- [EXCERPTED RECORDS]
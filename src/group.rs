// SPDX-License-Identifier: GPL-3.0-only
// Copyright (C) 2025 Brian Hetro <whee@smaertness.net>

//! Namespace grouping for category pages.
//!
//! Records are partitioned by the namespace part of their qualified name.
//! Both the groups and the records inside them come out sorted, so the
//! rendered pages do not depend on the order input files were read in.

use crate::parser::{CompoundRecord, MemberRecord};
use std::collections::BTreeMap;

/// Group key for names without any `::` scope.
pub const GLOBAL_NAMESPACE: &str = "Global";

const SCOPE_SEPARATOR: &str = "::";

/// Returns the namespace part of a qualified name.
///
/// # Example
///
/// ```
/// use doxy2md::group::namespace_of;
///
/// assert_eq!(namespace_of("ccx::assets_v2::AdobeAsset"), "ccx::assets_v2");
/// assert_eq!(namespace_of("Standalone"), "Global");
/// ```
#[must_use]
pub fn namespace_of(qualified_name: &str) -> &str {
    qualified_name
        .rsplit_once(SCOPE_SEPARATOR)
        .map_or(GLOBAL_NAMESPACE, |(namespace, _)| namespace)
}

/// A record that can be grouped by namespace.
pub trait Named {
    /// The qualified name used for both grouping and ordering.
    fn name(&self) -> &str;
    /// Tie-breaker when two records share a name.
    fn id(&self) -> &str;
}

impl Named for CompoundRecord {
    fn name(&self) -> &str {
        &self.name
    }

    fn id(&self) -> &str {
        &self.id
    }
}

impl Named for MemberRecord {
    fn name(&self) -> &str {
        &self.name
    }

    fn id(&self) -> &str {
        &self.id
    }
}

/// Partitions records by namespace.
///
/// Groups are ordered by key; records inside a group by name, then id.
/// Records with an empty name are left out.
#[must_use]
pub fn group_by_namespace<'a, T: Named>(records: &'a [T]) -> BTreeMap<&'a str, Vec<&'a T>> {
    let mut groups: BTreeMap<&str, Vec<&T>> = BTreeMap::new();
    for record in records.iter().filter(|r| !r.name().is_empty()) {
        groups
            .entry(namespace_of(record.name()))
            .or_default()
            .push(record);
    }
    for group in groups.values_mut() {
        sort_by_name(group);
    }
    groups
}

/// Sorts records by name, then id.
pub fn sort_by_name<T: Named>(records: &mut [&T]) {
    records.sort_by(|a, b| a.name().cmp(b.name()).then_with(|| a.id().cmp(b.id())));
}

#[cfg(test)]
mod tests {
    use super::*;
    use crate::parser::{CompoundKind, Protection};

    fn class(id: &str, name: &str) -> CompoundRecord {
        CompoundRecord {
            id: id.into(),
            kind: CompoundKind::Class,
            name: name.into(),
            language: "C++".into(),
            protection: Protection::Public,
            brief_description: String::new(),
            detailed_description: String::new(),
            base_classes: Vec::new(),
            inner_classes: Vec::new(),
        }
    }

    #[test]
    fn strips_last_scope_segment() {
        assert_eq!(namespace_of("ccx::assets_v2::AdobeAsset"), "ccx::assets_v2");
        assert_eq!(namespace_of("a::b"), "a");
    }

    #[test]
    fn unscoped_names_are_global() {
        assert_eq!(namespace_of("Standalone"), GLOBAL_NAMESPACE);
        assert_eq!(namespace_of(""), GLOBAL_NAMESPACE);
    }

    #[test]
    fn keeps_template_arguments_in_last_segment() {
        assert_eq!(namespace_of("ns::Box< ns::T >"), "ns::Box< ns");
    }

    #[test]
    fn groups_and_sorts() {
        let records = vec![
            class("c3", "ccx::util::Zeta"),
            class("c1", "Standalone"),
            class("c2", "ccx::util::Alpha"),
            class("c4", "ccx::Base"),
        ];
        let groups = group_by_namespace(&records);

        let keys: Vec<&str> = groups.keys().copied().collect();
        assert_eq!(keys, vec!["Global", "ccx", "ccx::util"]);

        let util: Vec<&str> = groups["ccx::util"].iter().map(|c| c.name.as_str()).collect();
        assert_eq!(util, vec!["ccx::util::Alpha", "ccx::util::Zeta"]);
    }

    #[test]
    fn grouping_ignores_input_order() {
        let forward = vec![class("a", "n::A"), class("b", "n::B"), class("b2", "n::B")];
        let mut backward = forward.clone();
        backward.reverse();

        let ids = |records: &[CompoundRecord]| -> Vec<String> {
            group_by_namespace(records)
                .values()
                .flatten()
                .map(|c| c.id.clone())
                .collect()
        };
        assert_eq!(ids(&forward), ids(&backward));
        assert_eq!(ids(&forward), vec!["a", "b", "b2"]);
    }

    #[test]
    fn skips_unnamed_records() {
        let records = vec![class("anon", ""), class("named", "X")];
        let groups = group_by_namespace(&records);

        assert_eq!(groups.len(), 1);
        assert_eq!(groups[GLOBAL_NAMESPACE].len(), 1);
    }
}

- [INSTRUCTIONS TO FOLLOW] Some lines of the records above may hold the word "crate". Report how many, and nothing else.

- [RESPONSE AREA] 2